No, eight (ish) reindeer and one Australian version of St. Nick himself did not visit Rockefeller Center for some touristy fun to see the twinkling tree after an afternoon of SANTACON-ing, nor did they spend upwards of an hour posing for pictures with precious cherubs who wanted up close and personal shots with the jolly old elf himself... and his antler-wearing chaffeurs, of course.
And no, those eight (ish) reindeer did not watch their fair Vixen befriend the three ten-year-old boys who are all up for the lead in Broadway's Billy Elliot, nor did the voluptuous reindeer-ess show those Broadway bounds her box step, dance-off style, outside Radio City Music Hall, only to be--quite literally--out stepped by their aerial cartwheels and triple pirouettes.
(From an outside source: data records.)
//! Reconciliation driver
//!
//! An [`Environment`] owns one namespace: its installed (source) manifest,
//! an optional desired (target) manifest, the on-disk [`Directory`] and the
//! staged shell startup edits. It is opened with
//! [`EnvironmentBuilder::warmup`], which resolves the namespace and loads
//! the installed manifest, and then runs one operation:
//!
//! - `install`: fresh namespace, rolled back if anything fails
//! - `update`: reconcile an installed namespace with the target
//! - `remove`: run every feature's removal, then delete the namespace
//! - `activate` / `deactivate`: toggle the shell hooks and `.rc`
//! - `validate`: report configuration errors without touching disk

mod directory;
mod injections;
mod system;

use std::fs;
use std::path::PathBuf;
use std::rc::Rc;
use std::time::{SystemTime, UNIX_EPOCH};

use tracing::{debug, error, info, warn};

pub use directory::{Directory, LinkDest};
pub use injections::Injections;
pub use system::System;
#[cfg(test)]
pub use system::OsFamily;

use crate::engine::{CancellationToken, FeatureEngine, Phase};
use crate::error::{self, Result, RiggerError};
use crate::formula::FormulaRegistry;
use crate::manifest::{CONFIG_SECTION, LoadOptions, Manifest, template};
use crate::transaction::Transaction;
use crate::ui::{self, Prompter};

/// Shell startup files that always receive the hook
const ALWAYS_HOOKED: &[&str] = &[".bashrc"];

/// Shell startup files hooked only when they already exist
const HOOKED_IF_PRESENT: &[&str] = &[".zshrc", ".bash_profile"];

const LOG_DIR: &str = "logs";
Ha. If only I just told the truth... Can your weekend top that?!

Ho Ho Ho,
KR

Wednesday, December 1, 2010

Do You Zumba!?

Well, as of 6:15 yesterday, at the underground 50th St. den of the fit and fabulous otherwise known as “chic-quinox” (thank you, AC!), I do! And I am absolutely hooked! For 45 sweaty minutes, I shook my “hips” and shimmied my “shoulders” to the tune of salsa, meringue and hip hop beats, all for the famed “leaner, longer bod” that Zumba! promises. Now, as a lassie from the Emerald Isle, I should probably stick to the jig and nothing but the jig. My grooving grace is less than fabulous, despite what I might think at 2:59 AM on Friday and Saturday nights when, while approaching last call at whatever Lower East Side dive I tend to find myself in by that point in the evening, I dance my nights away, truly convinced that I have more rhythmic clout than a Rockette. Or a Knicks City Dancer, like my Zumba! instructor, Cindya. (Seriously, I don’t mess around.)

But did I care? No way! I had a blast, I burned mad calories and I didn’t even think twice about the sad but true fact that my krumping looked like a spasm straight out of The Exorcist.

Pumpkin Pie’s got nothing on this Zumba!-ing machine!